Crash physics for everyone
Wednesday, November 22, 2006
Why no planes could have struck the towers
There were no crash physics evident at any of the three sites where planes are supposed to have struck AND PENETRATED buildings.
For the plane for instance to have penetrated the tower, you must assume that it remained intact going through the outer wall.
It is obvious to everyone that whatever, the planes did not smash to pieces and fall into the street.
I will deal with this first.
"For every action, there is an equal and opposite reaction".
That means that the force received by both objects in a collision will be equal.
Now what determines how much force goes into the objects? Well, if one of the objects penetrates the other, the force needed to break through the
penetrated object will be the amount of force received by EACH object.
If you add up the total sum of the forces required to "punch" through all of the beams we are told that the plane went through, then you would have
to say that the plane sustained that amount of force and did not break up.
I contend that the plane would break up with much less force than what it would take to penetrate all those outer wall beams.
Any remaining kinetic energy would be retained in any parts that had penetrated the wall and parts that had fragmented, the fragments undergoing a
deflective process with their remaining energy.

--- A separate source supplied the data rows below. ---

//! Legacy D3D9 device format numbers stored in the FourCC slot.
//!
//! Older writers put a `D3DFORMAT` value (20-119) where a FourCC belongs.
//! Each entry maps to a canonical DXGI format where one exists and, where
//! the device format implies a fixed bit layout, to an explicit bit count
//! and channel masks. Entries without a DXGI equivalent are read through
//! their masks alone.

use crate::format::DxgiFormat;
use crate::format::DxgiFormat as F;
use crate::resolve::ColorTransform;

/// One legacy device format.
#[derive(Debug, Clone, Copy, PartialEq, Eq)]
pub struct LegacyFormat {
    pub code: u32,
    pub name: &'static str,
    pub format: Option<DxgiFormat>,
    /// Bit count and `[r, g, b, a]` masks implied by the device format.
    pub masks: Option<(u32, [u32; 4])>,
    pub transform: ColorTransform,
}

const fn entry(
    code: u32,
    name: &'static str,
    format: Option<DxgiFormat>,
    masks: Option<(u32, [u32; 4])>,
) -> LegacyFormat {
    LegacyFormat {
        code,
        name,
        format,
        masks,
        transform: ColorTransform::None,
    }
}

const fn with_transform(format: LegacyFormat, transform: ColorTransform) -> LegacyFormat {
    LegacyFormat { transform, ..format }
}

/// Sorted by device format number.
static LEGACY_TABLE: &[LegacyFormat] = &[
    entry(20, "R8G8B8", None, Some((24, [0xFF_0000, 0x00_FF00, 0x00_00FF, 0]))),
    entry(21, "A8R8G8B8", Some(F::B8G8R8A8_UNORM), Some((32, [0x00FF_0000, 0x0000_FF00, 0x0000_00FF, 0xFF00_0000]))),
    entry(22, "X8R8G8B8", Some(F::B8G8R8X8_UNORM), Some((32, [0x00FF_0000, 0x0000_FF00, 0x0000_00FF, 0]))),
    entry(23, "R5G6B5", Some(F::B5G6R5_UNORM), Some((16, [0xF800, 0x07E0, 0x001F, 0]))),
    entry(24, "X1R5G5B5", None, Some((16, [0x7C00, 0x03E0, 0x001F, 0]))),
    entry(25, "A1R5G5B5", Some(F::B5G5R5A1_UNORM), Some((16, [0x7C00, 0x03E0, 0x001F, 0x8000]))),
    entry(26, "A4R4G4B4", Some(F::B4G4R4A4_UNORM), Some((16, [0x0F00, 0x00F0, 0x000F, 0xF000]))),
    entry(27, "R3G3B2", None, Some((8, [0xE0, 0x1C, 0x03, 0]))),
    entry(28, "A8", Some(F::A8_UNORM), Some((8, [0, 0, 0, 0xFF]))),
    entry(29, "A8R3G3B2", None, Some((16, [0x00E0, 0x001C, 0x0003, 0xFF00]))),
    entry(30, "X4R4G4B4", None, Some((16, [0x0F00, 0x00F0, 0x000F, 0]))),
    entry(31, "A2B10G10R10", Some(F::R10G10B10A2_UNORM), Some((32, [0x0000_03FF, 0x000F_FC00, 0x3FF0_0000, 0xC000_0000]))),
    entry(32, "A8B8G8R8", Some(F::R8G8B8A8_UNORM), Some((32, [0x0000_00FF, 0x0000_FF00, 0x00FF_0000, 0xFF00_0000]))),
    entry(33, "X8B8G8R8", None, Some((32, [0x0000_00FF, 0x0000_FF00, 0x00FF_0000, 0]))),
    entry(34, "G16R16", Some(F::R16G16_UNORM), Some((32, [0x0000_FFFF, 0xFFFF_0000, 0, 0]))),
    entry(35, "A2R10G10B10", None, Some((32, [0x3FF0_0000, 0x000F_FC00, 0x0000_03FF, 0xC000_0000]))),
    entry(36, "A16B16G16R16", Some(F::R16G16B16A16_UNORM), None),
    entry(40, "A8P8", Some(F::A8P8), None),
    entry(41, "P8", Some(F::P8), None),
    with_transform(entry(50, "L8", Some(F::R8_UNORM), Some((8, [0xFF, 0, 0, 0]))), ColorTransform::Luminance),
    with_transform(entry(51, "A8L8", Some(F::R8G8_UNORM), Some((16, [0x00FF, 0, 0, 0xFF00]))), ColorTransform::Luminance),
    with_transform(entry(52, "A4L4", None, Some((8, [0x0F, 0, 0, 0xF0]))), ColorTransform::Luminance),
    entry(60, "V8U8", Some(F::R8G8_SNORM), Some((16, [0x00FF, 0xFF00, 0, 0]))),
    entry(61, "L6V5U5", None, Some((16, [0x001F, 0x03E0, 0xFC00, 0]))),
    entry(62, "X8L8V8U8", None, Some((32, [0x0000_00FF, 0x0000_FF00, 0x00FF_0000, 0]))),
    entry(63, "Q8W8V8U8", Some(F::R8G8B8A8_SNORM), Some((32, [0x0000_00FF, 0x0000_FF00, 0x00FF_0000, 0xFF00_0000]))),
    entry(64, "V16U16", Some(F::R16G16_SNORM), Some((32, [0x0000_FFFF, 0xFFFF_0000, 0, 0]))),
    entry(67, "A2W10V10U10", None, Some((32, [0x0000_03FF, 0x000F_FC00, 0x3FF0_0000, 0xC000_0000]))),
    entry(70, "D16_LOCKABLE", Some(F::D16_UNORM), None),
    entry(71, "D32", None, Some((32, [0xFFFF_FFFF, 0, 0, 0]))),
    entry(73, "D15S1", None, Some((16, [0xFFFE, 0, 0, 0x0001]))),
    entry(75, "D24S8", Some(F::D24_UNORM_S8_UINT), None),
    entry(77, "D24X8", None, Some((32, [0x00FF_FFFF, 0, 0, 0]))),
    entry(79, "D24X4S4", None, Some((32, [0x00FF_FFFF, 0, 0, 0x0F00_0000]))),
    entry(80, "D16", Some(F::D16_UNORM), None),
    with_transform(entry(81, "L16", Some(F::R16_UNORM), Some((16, [0xFFFF, 0, 0, 0]))), ColorTransform::Luminance),
    entry(82, "D32F_LOCKABLE", Some(F::D32_FLOAT), None),
    entry(83, "D24FS8", None, Some((32, [0x00FF_FFFF, 0, 0, 0xFF00_0000]))),
    entry(85, "S8_LOCKABLE", Some(F::R8_UINT), None),
    entry(110, "Q16W16V16U16", Some(F::R16G16B16A16_SNORM), None),
    entry(111, "R16F", Some(F::R16_FLOAT), None),
    entry(112, "G16R16F", Some(F::R16G16_FLOAT), None),
    entry(113, "A16B16G16R16F", Some(F::R16G16B16A16_FLOAT), None),
    entry(114, "R32F", Some(F::R32_FLOAT), None),
    entry(115, "G32R32F", Some(F::R32G32_FLOAT), None),
    entry(116, "A32B32G32R32F", Some(F::R32G32B32A32_FLOAT), None),
    with_transform(entry(117, "CxV8U8", Some(F::R8G8_SNORM), Some((16, [0x00FF, 0xFF00, 0, 0]))), ColorTransform::OrthonormalReconstruct),
    entry(118, "A1", None, Some((1, [0, 0, 0, 0x1]))),
    entry(119, "A2B10G10R10_XR_BIAS", Some(F::R10G10B10_XR_BIAS_A2_UNORM), Some((32, [0x0000_03FF, 0x000F_FC00, 0x3FF0_0000, 0xC000_0000]))),
];

/// Look up a legacy device format by its numeric value.
pub fn lookup(code: u32) -> Option<&'static LegacyFormat> {
    LEGACY_TABLE
        .binary_search_by_key(&code, |entry| entry.code)
        .ok()
        .map(|index| &LEGACY_TABLE[index])
}

#[cfg(test)]
mod tests {
    use super::*;

    #[test]
    fn test_table_sorted() {
        assert!(LEGACY_TABLE.windows(2).all(|w| w[0].code < w[1].code));
    }

    #[test]
    fn test_lookup() {
        let argb = lookup(21).unwrap();
        assert_eq!(argb.name, "A8R8G8B8");
        assert_eq!(argb.format, Some(DxgiFormat::B8G8R8A8_UNORM));
        assert_eq!(argb.masks.unwrap().1[3], 0xFF00_0000);

        let stencil = lookup(85).unwrap();
        assert_eq!(stencil.name, "S8_LOCKABLE");
        assert_eq!(stencil.format, Some(DxgiFormat::R8_UINT));

        assert!(lookup(19).is_none());
        assert!(lookup(120).is_none());
        assert!(lookup(u32::from_le_bytes(*b"DXT1")).is_none());
    }

    #[test]
    fn test_transforms() {
        assert_eq!(lookup(50).unwrap().transform, ColorTransform::Luminance);
        assert_eq!(lookup(81).unwrap().transform, ColorTransform::Luminance);
        assert_eq!(
            lookup(117).unwrap().transform,
            ColorTransform::OrthonormalReconstruct
        );
        assert_eq!(lookup(21).unwrap().transform, ColorTransform::None);
    }

    #[test]
    fn test_mask_bit_counts_fit() {
        for entry in LEGACY_TABLE {
            if let Some((bits, masks)) = entry.masks {
                let combined = masks.iter().fold(0u64, |acc, m| acc | *m as u64);
                assert!(combined < (1u64 << bits), "{} masks exceed bit count", entry.name);
            }
        }
    }
}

Some of the energy would convert to sound, heat and light.
The heat would ignite any fuel spilled from the wings, a large amount of which would be vaporised instantly with the impact.
Then there is
If the plane were made of tungsten or something, and it remained intact, then upon the nose penetrating the first beams, whatever force that took
would be transmitted from the beams to the nose of the plane also, causing deceleration and deflection.
The heavier part of the aircraft (the engines) has more momentum though, and due to the deflection of the nose, the plane would tumble, in the same
way a rifle bullet tumbles through Kevlar.
The tumble would occur in the direction of lift from the wings and tail plane.
The deceleration of the wing surfaces would not cause an instant loss of lift because the lift is due to low air pressure above the top surface of the
wing, there would be enough lift left during an impact to determine the direction of tumble.
And the 2nd plane was depicted as banking to the left when it hit the tower, so it would have been rising to the left when it struck, giving us
another, separate reason for the plane to tumble.
With the diagonal rise of the nose being suddenly stopped upon penetrating the building, the rear of the plane should have continued diagonally
upwards, causing it to tumble roof-on into the building, probably right-wing first due to the extra lift on that side due to the bank of the aircraft,
the wing on the outside moving faster.
And as the bank of the plane means it should have been moving up and to the left then the fuel should have continued in that direction when the tanks
ruptured, rather than go straight through any hole made by the impact.